▶ _PROBLEM TO WORK ON_:
Go through the entries below and tally the lines containing the string "OpenOptions"; report only the tally.

▶ _LISTED RECORDS_:
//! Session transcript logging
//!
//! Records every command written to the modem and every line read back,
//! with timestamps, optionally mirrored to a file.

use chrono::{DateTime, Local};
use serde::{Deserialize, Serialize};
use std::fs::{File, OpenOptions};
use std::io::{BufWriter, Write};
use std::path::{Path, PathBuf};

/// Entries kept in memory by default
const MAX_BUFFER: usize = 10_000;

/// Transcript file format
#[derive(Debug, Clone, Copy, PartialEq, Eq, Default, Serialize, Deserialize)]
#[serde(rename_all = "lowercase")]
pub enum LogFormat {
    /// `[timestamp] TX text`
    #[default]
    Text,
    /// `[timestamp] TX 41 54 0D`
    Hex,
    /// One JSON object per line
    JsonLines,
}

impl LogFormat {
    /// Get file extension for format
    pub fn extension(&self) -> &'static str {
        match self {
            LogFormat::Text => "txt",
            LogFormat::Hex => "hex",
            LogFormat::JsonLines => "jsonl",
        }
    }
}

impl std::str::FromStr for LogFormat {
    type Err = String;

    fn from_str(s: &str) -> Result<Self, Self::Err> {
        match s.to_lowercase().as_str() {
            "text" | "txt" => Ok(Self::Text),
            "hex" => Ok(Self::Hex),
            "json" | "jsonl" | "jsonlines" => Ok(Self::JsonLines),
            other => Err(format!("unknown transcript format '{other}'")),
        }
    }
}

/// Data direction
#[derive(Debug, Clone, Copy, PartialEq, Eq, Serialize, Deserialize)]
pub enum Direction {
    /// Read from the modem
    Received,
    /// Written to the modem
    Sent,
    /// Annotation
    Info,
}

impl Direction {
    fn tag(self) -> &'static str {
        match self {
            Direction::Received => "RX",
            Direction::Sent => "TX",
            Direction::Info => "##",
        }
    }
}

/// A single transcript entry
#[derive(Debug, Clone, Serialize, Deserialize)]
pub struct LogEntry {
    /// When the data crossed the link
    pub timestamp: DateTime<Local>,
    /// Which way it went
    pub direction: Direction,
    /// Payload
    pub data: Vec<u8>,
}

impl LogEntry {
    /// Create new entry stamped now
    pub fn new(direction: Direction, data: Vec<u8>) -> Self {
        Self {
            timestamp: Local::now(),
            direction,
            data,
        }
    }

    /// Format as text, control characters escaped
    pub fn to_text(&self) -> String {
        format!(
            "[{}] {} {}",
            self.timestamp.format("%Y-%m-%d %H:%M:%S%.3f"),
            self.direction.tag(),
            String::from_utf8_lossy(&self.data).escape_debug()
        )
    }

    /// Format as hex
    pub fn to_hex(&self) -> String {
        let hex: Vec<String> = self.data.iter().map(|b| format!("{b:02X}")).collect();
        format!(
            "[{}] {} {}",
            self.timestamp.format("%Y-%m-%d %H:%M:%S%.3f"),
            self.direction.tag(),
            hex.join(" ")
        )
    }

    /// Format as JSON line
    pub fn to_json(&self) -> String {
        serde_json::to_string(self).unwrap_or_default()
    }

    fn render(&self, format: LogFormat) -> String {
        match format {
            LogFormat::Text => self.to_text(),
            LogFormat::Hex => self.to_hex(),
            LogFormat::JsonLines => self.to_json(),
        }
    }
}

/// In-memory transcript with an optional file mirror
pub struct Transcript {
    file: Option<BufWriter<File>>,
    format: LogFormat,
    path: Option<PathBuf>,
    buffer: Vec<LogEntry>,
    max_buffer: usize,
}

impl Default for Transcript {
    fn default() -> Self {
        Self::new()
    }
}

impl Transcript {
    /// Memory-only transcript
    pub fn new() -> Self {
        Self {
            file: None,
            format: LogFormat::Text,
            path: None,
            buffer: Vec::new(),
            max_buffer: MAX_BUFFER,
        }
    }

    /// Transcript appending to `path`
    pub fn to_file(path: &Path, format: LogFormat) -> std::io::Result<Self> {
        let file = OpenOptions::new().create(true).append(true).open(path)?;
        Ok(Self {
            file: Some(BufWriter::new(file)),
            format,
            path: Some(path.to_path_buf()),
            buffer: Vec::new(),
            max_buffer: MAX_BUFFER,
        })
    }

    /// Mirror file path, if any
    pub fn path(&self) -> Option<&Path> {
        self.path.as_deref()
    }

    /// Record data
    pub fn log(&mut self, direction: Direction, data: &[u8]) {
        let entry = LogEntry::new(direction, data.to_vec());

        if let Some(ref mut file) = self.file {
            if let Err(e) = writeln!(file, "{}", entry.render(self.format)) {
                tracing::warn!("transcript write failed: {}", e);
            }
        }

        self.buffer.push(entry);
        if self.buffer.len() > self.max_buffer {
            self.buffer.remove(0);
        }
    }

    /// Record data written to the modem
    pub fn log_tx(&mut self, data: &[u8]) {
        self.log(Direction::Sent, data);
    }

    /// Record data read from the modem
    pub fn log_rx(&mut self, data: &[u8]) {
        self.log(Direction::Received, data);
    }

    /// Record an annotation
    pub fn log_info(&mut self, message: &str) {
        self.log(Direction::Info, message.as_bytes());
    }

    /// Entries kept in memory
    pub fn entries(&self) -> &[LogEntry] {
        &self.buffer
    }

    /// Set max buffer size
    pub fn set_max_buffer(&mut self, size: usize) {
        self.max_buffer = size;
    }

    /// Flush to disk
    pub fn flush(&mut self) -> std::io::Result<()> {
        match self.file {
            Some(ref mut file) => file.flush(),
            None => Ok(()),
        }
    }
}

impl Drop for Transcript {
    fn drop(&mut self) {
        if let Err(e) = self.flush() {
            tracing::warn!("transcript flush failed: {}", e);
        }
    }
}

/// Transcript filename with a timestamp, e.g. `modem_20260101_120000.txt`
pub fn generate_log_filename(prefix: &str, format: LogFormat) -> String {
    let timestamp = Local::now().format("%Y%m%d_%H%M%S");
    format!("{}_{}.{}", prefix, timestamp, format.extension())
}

▶ _WRITTEN ANSWER_:
2